Segment Start: Input

//! RTCM3 frame locate/validate/dispatch (spec §4.C) and frame encoding.

use crate::constants::{CRC_LEN_BYTES, MAX_PAYLOAD_LEN, PREAMBLE};
use crate::error::Error;
use bitstream::crc24q;

/// A located, CRC-verified RTCM3 frame: the 6 reserved bits (echoed by
/// encoders, otherwise unconstrained) and the payload bytes.
pub struct Frame<'a> {
    pub reserved: u8,
    pub payload: &'a [u8],
}

/// Scans `buf` for the next valid RTCM3 frame.
///
/// Returns `(frame, bytes_consumed)` on success. `bytes_consumed` is the
/// number of bytes the caller should drop from the front of its buffer
/// before the next call, which always includes the frame itself and any
/// garbage bytes skipped before it.
///
/// Preamble miss, length-bounds miss, and CRC miss are all recoverable: on
/// `CrcMismatch`/certain `InvalidMessage`s the caller should retry
/// `decode_frame` starting one byte past the failed preamble, exactly as
/// this function does internally when it must resync mid-scan.
pub fn decode_frame(buf: &[u8]) -> Result<(Frame<'_>, usize), Error> {
    let mut search_start = 0usize;
    loop {
        let preamble_pos = match buf[search_start..].iter().position(|&b| b == PREAMBLE) {
            Some(rel) => search_start + rel,
            None => return Err(Error::NeedMoreBytes),
        };

        let remaining = &buf[preamble_pos..];
        if remaining.len() < 3 {
            return Err(Error::NeedMoreBytes);
        }

        let reserved = (remaining[1] >> 2) & 0x3F;
        let length = (((remaining[1] & 0x03) as usize) << 8) | remaining[2] as usize;

        if length > MAX_PAYLOAD_LEN {
            // Cannot possibly be a valid frame at this position; resync.
            search_start = preamble_pos + 1;
            continue;
        }

        let frame_len = 3 + length + CRC_LEN_BYTES;
        if remaining.len() < frame_len {
            return Err(Error::NeedMoreBytes);
        }

        let crc_bytes = &remaining[3 + length..frame_len];
        let trailing_crc =
            ((crc_bytes[0] as u32) << 16) | ((crc_bytes[1] as u32) << 8) | crc_bytes[2] as u32;
        let computed = crc24q::compute(&remaining[..3 + length]);

        if computed != trailing_crc {
            search_start = preamble_pos + 1;
            continue;
        }

        let payload = &remaining[3..3 + length];
        return Ok((
            Frame { reserved, payload },
            preamble_pos + frame_len,
        ));
    }
}

/// Encodes `payload` (the message-number-prefixed RTCM3 payload body
/// produced by a message codec) into a complete framed byte sequence, with
/// `reserved` placed in the 6 reserved bits after the preamble.
pub fn encode_frame(payload: &[u8], reserved: u8) -> Result<Vec<u8>, Error> {
    if payload.len() > MAX_PAYLOAD_LEN {
        return Err(Error::InvalidMessage("payload exceeds 1023 bytes"));
    }
    let mut out = Vec::with_capacity(3 + payload.len() + CRC_LEN_BYTES);
    out.push(PREAMBLE);
    let length = payload.len() as u16;
    out.push(((reserved & 0x3F) << 2) | ((length >> 8) as u8 & 0x03));
    out.push((length & 0xFF) as u8);
    out.extend_from_slice(payload);
    let crc = crc24q::compute(&out);
    out.push((crc >> 16) as u8);
    out.push((crc >> 8) as u8);
    out.push(crc as u8);
    Ok(out)
}

#[cfg(test)]
mod tests {
    use super::*;

    #[test]
    fn encode_then_decode_round_trips() {
        let payload = [0x3Fu8, 0x01, 0x02, 0x03, 0x04];
        let framed = encode_frame(&payload, 0).unwrap();
        let (frame, consumed) = decode_frame(&framed).unwrap();
        assert_eq!(frame.payload, &payload);
        assert_eq!(consumed, framed.len());
    }

    #[test]
    fn garbage_before_preamble_is_skipped() {
        let payload = [0xAAu8, 0xBB];
        let framed = encode_frame(&payload, 0).unwrap();
        let mut buf = vec![0x00, 0x11, 0x22];
        buf.extend_from_slice(&framed);
        let (frame, consumed) = decode_frame(&buf).unwrap();
        assert_eq!(frame.payload, &payload);
        assert_eq!(consumed, buf.len());
    }

    #[test]
    fn corrupted_crc_resyncs_to_next_preamble() {
        let payload = [0x01u8, 0x02, 0x03];
        let mut framed = encode_frame(&payload, 0).unwrap();
        let last = framed.len() - 1;
        framed[last] ^= 0xFF; // corrupt CRC

        let good_payload = [0xDEu8, 0xAD];
        let good = encode_frame(&good_payload, 0).unwrap();
        framed.extend_from_slice(&good);

        let (frame, _consumed) = decode_frame(&framed).unwrap();
        assert_eq!(frame.payload, &good_payload);
    }

    #[test]
    fn truncated_frame_needs_more_bytes() {
        let payload = [0x01u8; 10];
        let framed = encode_frame(&payload, 0).unwrap();
        let err = decode_frame(&framed[..framed.len() - 1]).unwrap_err();
        assert_eq!(err, Error::NeedMoreBytes);
    }
}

Segment End: Input

* Problem description: The answer must be the data above, repeated exactly as it stands.

* Reply to the exercise:
//! RTCM3 frame locate/validate/dispatch (spec §4.C) and frame encoding.

use crate::constants::{CRC_LEN_BYTES, MAX_PAYLOAD_LEN, PREAMBLE};
use crate::error::Error;
use bitstream::crc24q;

/// A located, CRC-verified RTCM3 frame: the 6 reserved bits (echoed by
/// encoders, otherwise unconstrained) and the payload bytes.
pub struct Frame<'a> {
    pub reserved: u8,
    pub payload: &'a [u8],
}

/// Scans `buf` for the next valid RTCM3 frame.
///
/// Returns `(frame, bytes_consumed)` on success. `bytes_consumed` is the
/// number of bytes the caller should drop from the front of its buffer
/// before the next call, which always includes the frame itself and any
/// garbage bytes skipped before it.
///
/// Preamble miss, length-bounds miss, and CRC miss are all recoverable: on
/// `CrcMismatch`/certain `InvalidMessage`s the caller should retry
/// `decode_frame` starting one byte past the failed preamble, exactly as
/// this function does internally when it must resync mid-scan.
pub fn decode_frame(buf: &[u8]) -> Result<(Frame<'_>, usize), Error> {
    let mut search_start = 0usize;
    loop {
        let preamble_pos = match buf[search_start..].iter().position(|&b| b == PREAMBLE) {
            Some(rel) => search_start + rel,
            None => return Err(Error::NeedMoreBytes),
        };

        let remaining = &buf[preamble_pos..];
        if remaining.len() < 3 {
            return Err(Error::NeedMoreBytes);
        }

        let reserved = (remaining[1] >> 2) & 0x3F;
        let length = (((remaining[1] & 0x03) as usize) << 8) | remaining[2] as usize;

        if length > MAX_PAYLOAD_LEN {
            // Cannot possibly be a valid frame at this position; resync.
            search_start = preamble_pos + 1;
            continue;
        }

        let frame_len = 3 + length + CRC_LEN_BYTES;
        if remaining.len() < frame_len {
            return Err(Error::NeedMoreBytes);
        }

        let crc_bytes = &remaining[3 + length..frame_len];
        let trailing_crc =
            ((crc_bytes[0] as u32) << 16) | ((crc_bytes[1] as u32) << 8) | crc_bytes[2] as u32;
        let computed = crc24q::compute(&remaining[..3 + length]);

        if computed != trailing_crc {
            search_start = preamble_pos + 1;
            continue;
        }

        let payload = &remaining[3..3 + length];
        return Ok((
            Frame { reserved, payload },
            preamble_pos + frame_len,
        ));
    }
}

/// Encodes `payload` (the message-number-prefixed RTCM3 payload body
/// produced by a message codec) into a complete framed byte sequence, with
/// `reserved` placed in the 6 reserved bits after the preamble.
pub fn encode_frame(payload: &[u8], reserved: u8) -> Result<Vec<u8>, Error> {
    if payload.len() > MAX_PAYLOAD_LEN {
        return Err(Error::InvalidMessage("payload exceeds 1023 bytes"));
    }
    let mut out = Vec::with_capacity(3 + payload.len() + CRC_LEN_BYTES);
    out.push(PREAMBLE);
    let length = payload.len() as u16;
    out.push(((reserved & 0x3F) << 2) | ((length >> 8) as u8 & 0x03));
    out.push((length & 0xFF) as u8);
    out.extend_from_slice(payload);
    let crc = crc24q::compute(&out);
    out.push((crc >> 16) as u8);
    out.push((crc >> 8) as u8);
    out.push(crc as u8);
    Ok(out)
}

#[cfg(test)]
mod tests {
    use super::*;

    #[test]
    fn encode_then_decode_round_trips() {
        let payload = [0x3Fu8, 0x01, 0x02, 0x03, 0x04];
        let framed = encode_frame(&payload, 0).unwrap();
        let (frame, consumed) = decode_frame(&framed).unwrap();
        assert_eq!(frame.payload, &payload);
        assert_eq!(consumed, framed.len());
    }

    #[test]
    fn garbage_before_preamble_is_skipped() {
        let payload = [0xAAu8, 0xBB];
        let framed = encode_frame(&payload, 0).unwrap();
        let mut buf = vec![0x00, 0x11, 0x22];
        buf.extend_from_slice(&framed);
        let (frame, consumed) = decode_frame(&buf).unwrap();
        assert_eq!(frame.payload, &payload);
        assert_eq!(consumed, buf.len());
    }

    #[test]
    fn corrupted_crc_resyncs_to_next_preamble() {
        let payload = [0x01u8, 0x02, 0x03];
        let mut framed = encode_frame(&payload, 0).unwrap();
        let last = framed.len() - 1;
        framed[last] ^= 0xFF; // corrupt CRC

        let good_payload = [0xDEu8, 0xAD];
        let good = encode_frame(&good_payload, 0).unwrap();
        framed.extend_from_slice(&good);

        let (frame, _consumed) = decode_frame(&framed).unwrap();
        assert_eq!(frame.payload, &good_payload);
    }

    #[test]
    fn truncated_frame_needs_more_bytes() {
        let payload = [0x01u8; 10];
        let framed = encode_frame(&payload, 0).unwrap();
        let err = decode_frame(&framed[..framed.len() - 1]).unwrap_err();
        assert_eq!(err, Error::NeedMoreBytes);
    }
}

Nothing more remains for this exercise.